[Collected data entries]
//! Deterministic splitting of oversized payloads and ordered reassembly.
//!
//! Splitting prefers structural boundaries. A payload is first cut into
//! paragraphs (blank-line separated records), and records are packed greedily
//! into chunks of at most `max_unit_size` characters. A record that is itself
//! too large is cut at line boundaries, and only a record with no usable
//! boundary at all is cut into fixed character windows with a bounded overlap.
//!
//! Sizes are measured in `char`s so a chunk never ends inside a UTF-8 sequence.
//!
//! ## Example
//!
//! ```rust
//! use rulegen_core::Chunker;
//!
//! let chunker = Chunker::new(12, 0);
//! let chunks = chunker.split("first para\n\nsecond one\n\nthird");
//! assert_eq!(chunks.len(), 3);
//! assert_eq!(chunks[1].text, "second one");
//!
//! // Completion order does not matter; join sorts by index.
//! let outputs = vec![(2, "C".to_string()), (0, "A".to_string()), (1, "B".to_string())];
//! assert_eq!(Chunker::join(outputs, 3).unwrap(), "A\n\nB\n\nC");
//! # Ok::<(), Box<dyn std::error::Error>>(())
//! ```

use crate::error::ChunkAssemblyError;
use crate::job::Chunk;

/// Boundaries tried in order before falling back to character windows.
const SEPARATORS: [&str; 2] = ["\n\n", "\n"];

/// Separator placed between chunk outputs by [`Chunker::join`].
pub const JOIN_SEPARATOR: &str = "\n\n";

/// Splits payloads into ordered chunks and reassembles chunk outputs.
#[derive(Debug, Clone, Copy, PartialEq, Eq)]
pub struct Chunker {
    max_unit_size: usize,
    overlap: usize,
}

impl Chunker {
    /// Create a chunker.
    ///
    /// `max_unit_size` is clamped to at least 1 and `overlap` to strictly less
    /// than `max_unit_size`, so character windows always make progress.
    #[must_use]
    pub fn new(max_unit_size: usize, overlap: usize) -> Self {
        let max_unit_size = max_unit_size.max(1);
        Self {
            max_unit_size,
            overlap: overlap.min(max_unit_size - 1),
        }
    }

    /// Maximum chunk size in characters.
    #[must_use]
    pub const fn max_unit_size(&self) -> usize {
        self.max_unit_size
    }

    /// Overlap between consecutive character windows.
    #[must_use]
    pub const fn overlap(&self) -> usize {
        self.overlap
    }

    /// Split `input` into an ordered, non-empty sequence of chunks.
    ///
    /// Input that already fits yields a single chunk holding the input as-is.
    #[must_use]
    pub fn split(&self, input: &str) -> Vec<Chunk> {
        self.pieces(input, 0)
            .into_iter()
            .enumerate()
            .map(|(index, text)| Chunk { index, text })
            .collect()
    }

    /// Join chunk outputs in index order.
    ///
    /// `outputs` may arrive in any order. Every index in `0..expected` must be
    /// present exactly once.
    pub fn join(
        mut outputs: Vec<(usize, String)>,
        expected: usize,
    ) -> Result<String, ChunkAssemblyError> {
        outputs.sort_by_key(|(index, _)| *index);

        for (position, (index, _)) in outputs.iter().enumerate() {
            if *index >= expected {
                return Err(ChunkAssemblyError::OutOfRange {
                    index: *index,
                    expected,
                });
            }
            if position > 0 && outputs[position - 1].0 == *index {
                return Err(ChunkAssemblyError::Duplicate { index: *index });
            }
            if *index != position {
                return Err(ChunkAssemblyError::Missing {
                    index: position,
                    expected,
                });
            }
        }
        if outputs.len() < expected {
            return Err(ChunkAssemblyError::Missing {
                index: outputs.len(),
                expected,
            });
        }

        Ok(outputs
            .into_iter()
            .map(|(_, text)| text)
            .collect::<Vec<_>>()
            .join(JOIN_SEPARATOR))
    }

    fn pieces(&self, text: &str, level: usize) -> Vec<String> {
        if char_len(text) <= self.max_unit_size {
            return vec![text.to_string()];
        }

        let Some(separator) = SEPARATORS.get(level) else {
            return self.windows(text);
        };

        let records: Vec<&str> = text
            .split(separator)
            .filter(|record| !record.trim().is_empty())
            .collect();
        if records.len() <= 1 {
            return self.pieces(text, level + 1);
        }

        let separator_len = char_len(separator);
        let mut out = Vec::new();
        let mut current = String::new();
        let mut current_len = 0;

        for record in records {
            let record_len = char_len(record);
            if record_len > self.max_unit_size {
                if !current.is_empty() {
                    out.push(std::mem::take(&mut current));
                    current_len = 0;
                }
                out.extend(self.pieces(record, level + 1));
                continue;
            }

            let joined_len = if current.is_empty() {
                record_len
            } else {
                current_len + separator_len + record_len
            };
            if joined_len > self.max_unit_size {
                out.push(std::mem::take(&mut current));
                current_len = 0;
            }

            if !current.is_empty() {
                current.push_str(separator);
                current_len += separator_len;
            }
            current.push_str(record);
            current_len += record_len;
        }

        if !current.is_empty() {
            out.push(current);
        }
        out
    }

    fn windows(&self, text: &str) -> Vec<String> {
        let chars: Vec<char> = text.chars().collect();
        let step = self.max_unit_size - self.overlap;
        let mut out = Vec::new();
        let mut start = 0;

        loop {
            let end = (start + self.max_unit_size).min(chars.len());
            out.push(chars[start..end].iter().collect());
            if end == chars.len() {
                break;
            }
            start += step;
        }
        out
    }
}

fn char_len(text: &str) -> usize {
    text.chars().count()
}
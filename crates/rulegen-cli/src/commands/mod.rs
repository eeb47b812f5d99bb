//! Command implementations for the rulegen CLI
//!
//! Each command lives in its own submodule.

mod init;
mod reset;
mod run;
mod status;

pub use init::execute as init_config;
pub use reset::execute as reset_progress;
pub use run::{execute as run_generation, load_config};
pub use status::execute as show_status;
//! rulegen CLI library
//!
//! Argument parsing, logging setup and command dispatch for the `rulegen`
//! binary. The generation engine itself lives in `rulegen-core`.

pub mod cli;
pub mod commands;
pub mod error;
pub mod output;
pub mod utils;

use anyhow::Result;
use clap::Parser;

use crate::cli::{Cli, Commands};
use crate::utils::logging::initialize_logging;

/// Parse arguments and run the selected command.
///
/// # Errors
///
/// Returns the command's error; [`error::exit_code_from_error`] turns it into
/// a process exit code.
pub async fn run() -> Result<()> {
    let cli = Cli::parse();
    let _log_guard = initialize_logging(&cli)?;
    execute_command(cli).await
}

async fn execute_command(cli: Cli) -> Result<()> {
    match &cli.command {
        Commands::Init { force } => commands::init_config(&cli.config, *force),
        Commands::Status { format, failed } => {
            let config = commands::load_config(&cli.config)?;
            commands::show_status(&config, *format, *failed)
        },
        Commands::Reset { failed_only } => {
            let config = commands::load_config(&cli.config)?;
            commands::reset_progress(&config, *failed_only)
        },
        Commands::Run(args) => {
            // Validated after flag overrides are applied.
            let config = rulegen_core::Config::load(&cli.config)?;
            commands::run_generation(config, args, cli.quiet).await
        },
    }
}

» **What you need to do**:
Find "present exactly once." in the entries above and copy that whole line exactly, then each line after it through the line that contains "if position >".

» **Result**:
    /// present exactly once.
    pub fn join(
        mut outputs: Vec<(usize, String)>,
        expected: usize,
    ) -> Result<String, ChunkAssemblyError> {
        outputs.sort_by_key(|(index, _)| *index);

        for (position, (index, _)) in outputs.iter().enumerate() {
            if *index >= expected {
                return Err(ChunkAssemblyError::OutOfRange {
                    index: *index,
                    expected,
                });
            }
            if position > 0 && outputs[position - 1].0 == *index {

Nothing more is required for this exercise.